Prompt ::
A single number is required: how many lines in the entries hold the word "detail".

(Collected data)
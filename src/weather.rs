//! Current temperature lookup against WeatherAPI

use async_trait::async_trait;
use reqwest_middleware::ClientWithMiddleware;
use serde::Deserialize;
use tracing::{debug, instrument, warn};
use unicode_normalization::UnicodeNormalization;
use unicode_normalization::char::is_combining_mark;

use crate::config::WeatherConfig;
use crate::{CepWeatherError, Result};

/// A single current temperature in Celsius
#[derive(Debug, Clone, Copy, PartialEq)]
pub struct TemperatureReading {
    pub celsius: f64,
}

/// Anything that can report the current temperature of a city
#[async_trait]
pub trait TemperatureProvider: Send + Sync {
    async fn lookup_temperature(&self, city: &str) -> Result<TemperatureReading>;
}

/// Prepare a city name for the weather query string.
///
/// Diacritics are dropped (`São Paulo` becomes `Sao Paulo`) and the result is
/// percent-encoded, so spaces go out as `%20`.
#[must_use]
pub fn normalize_city(city: &str) -> String {
    let stripped: String = city.nfd().filter(|c| !is_combining_mark(*c)).nfc().collect();
    urlencoding::encode(&stripped).into_owned()
}

/// WeatherAPI client
pub struct WeatherApiClient {
    client: ClientWithMiddleware,
    base_url: String,
    api_key: String,
}

impl WeatherApiClient {
    pub fn new(client: ClientWithMiddleware, config: &WeatherConfig) -> Result<Self> {
        let api_key = config
            .api_key
            .clone()
            .filter(|key| !key.is_empty())
            .ok_or_else(|| CepWeatherError::config("Weather API key is required"))?;

        Ok(Self {
            client,
            base_url: config.base_url.trim_end_matches('/').to_string(),
            api_key,
        })
    }
}

#[async_trait]
impl TemperatureProvider for WeatherApiClient {
    #[instrument(name = "lookup_temperature", skip(self))]
    async fn lookup_temperature(&self, city: &str) -> Result<TemperatureReading> {
        let query = normalize_city(city);
        debug!("Querying current weather for '{}'", query);

        let url = format!(
            "{}/current.json?key={}&q={}&aqi=no",
            self.base_url, self.api_key, query
        );

        let response = self
            .client
            .get(&url)
            .send()
            .await
            .map_err(|e| collapse("request failed", e))?;

        let status = response.status();
        if !status.is_success() {
            let detail = response.text().await.unwrap_or_default();
            warn!("WeatherAPI answered {}: {}", status, detail);
            return Err(CepWeatherError::upstream("could not resolve weather"));
        }

        let body: weatherapi::CurrentResponse = response
            .json()
            .await
            .map_err(|e| collapse("invalid response", e))?;

        let celsius = body.current.temp_c;
        if !celsius.is_finite() {
            warn!("WeatherAPI returned a non-finite temperature for {}", city);
            return Err(CepWeatherError::upstream("could not resolve weather"));
        }

        debug!(
            "WeatherAPI matched '{}' ({}, {}): {:.1}C",
            body.location.name, body.location.region, body.location.country, celsius
        );
        Ok(TemperatureReading { celsius })
    }
}

/// Converting first keeps the request URL, and with it the key, out of the log
fn collapse(what: &str, err: impl Into<CepWeatherError>) -> CepWeatherError {
    let err = err.into();
    warn!("WeatherAPI {}: {}", what, err);
    CepWeatherError::upstream("could not resolve weather")
}

/// WeatherAPI wire format, limited to the fields read here
mod weatherapi {
    use super::Deserialize;

    #[derive(Debug, Deserialize)]
    pub struct CurrentResponse {
        #[serde(default)]
        pub location: MatchedLocation,
        pub current: CurrentData,
    }

    #[derive(Debug, Default, Deserialize)]
    #[serde(default)]
    pub struct MatchedLocation {
        pub name: String,
        pub region: String,
        pub country: String,
    }

    #[derive(Debug, Deserialize)]
    pub struct CurrentData {
        pub temp_c: f64,
    }
}

#[cfg(test)]
mod tests {
    use super::*;
    use crate::http_client::build_client;
    use rstest::rstest;
    use serde_json::json;
    use std::time::Duration;
    use wiremock::matchers::{method, path, query_param};
    use wiremock::{Mock, MockServer, ResponseTemplate};

    fn client_for(server: &MockServer) -> WeatherApiClient {
        let config = WeatherConfig {
            base_url: format!("{}/v1", server.uri()),
            api_key: Some("test-weather-key".to_string()),
            timeout_seconds: 5,
        };
        WeatherApiClient::new(build_client(Duration::from_secs(5)).unwrap(), &config).unwrap()
    }

    #[rstest]
    #[case("São Paulo", "Sao%20Paulo")]
    #[case("Curitiba", "Curitiba")]
    #[case("Florianópolis", "Florianopolis")]
    #[case("São João del-Rei", "Sao%20Joao%20del-Rei")]
    #[case("Mogi Guaçu", "Mogi%20Guacu")]
    fn test_normalize_city(#[case] city: &str, #[case] expected: &str) {
        assert_eq!(normalize_city(city), expected);
    }

    #[test]
    fn test_missing_api_key_is_config_error() {
        let config = WeatherConfig {
            base_url: "http://localhost".to_string(),
            api_key: None,
            timeout_seconds: 5,
        };
        let result = WeatherApiClient::new(build_client(Duration::from_secs(1)).unwrap(), &config);
        assert!(matches!(result, Err(CepWeatherError::Config { .. })));
    }

    #[tokio::test]
    async fn test_reads_current_celsius() {
        let server = MockServer::start().await;
        Mock::given(method("GET"))
            .and(path("/v1/current.json"))
            .and(query_param("key", "test-weather-key"))
            .and(query_param("q", "Sao Paulo"))
            .and(query_param("aqi", "no"))
            .respond_with(ResponseTemplate::new(200).set_body_json(json!({
                "location": { "name": "Sao Paulo", "region": "Sao Paulo", "country": "Brazil" },
                "current": { "temp_c": 23.4, "temp_f": 74.1, "is_day": 1 }
            })))
            .expect(1)
            .mount(&server)
            .await;

        let reading = client_for(&server)
            .lookup_temperature("São Paulo")
            .await
            .unwrap();

        assert_eq!(reading.celsius, 23.4);
    }

    #[tokio::test]
    async fn test_provider_error_collapses_to_upstream() {
        let server = MockServer::start().await;
        Mock::given(method("GET"))
            .respond_with(ResponseTemplate::new(400).set_body_json(json!({
                "error": { "code": 1006, "message": "No matching location found." }
            })))
            .mount(&server)
            .await;

        let err = client_for(&server)
            .lookup_temperature("Atlantis")
            .await
            .unwrap_err();

        assert!(matches!(err, CepWeatherError::Upstream { .. }));
        assert!(!err.to_string().contains("No matching location"));
    }

    #[tokio::test]
    async fn test_undecodable_body_collapses_to_upstream() {
        let server = MockServer::start().await;
        Mock::given(method("GET"))
            .respond_with(ResponseTemplate::new(200).set_body_json(json!({ "current": {} })))
            .mount(&server)
            .await;

        let err = client_for(&server)
            .lookup_temperature("Recife")
            .await
            .unwrap_err();

        assert!(matches!(err, CepWeatherError::Upstream { .. }));
    }
}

Written solution ::
2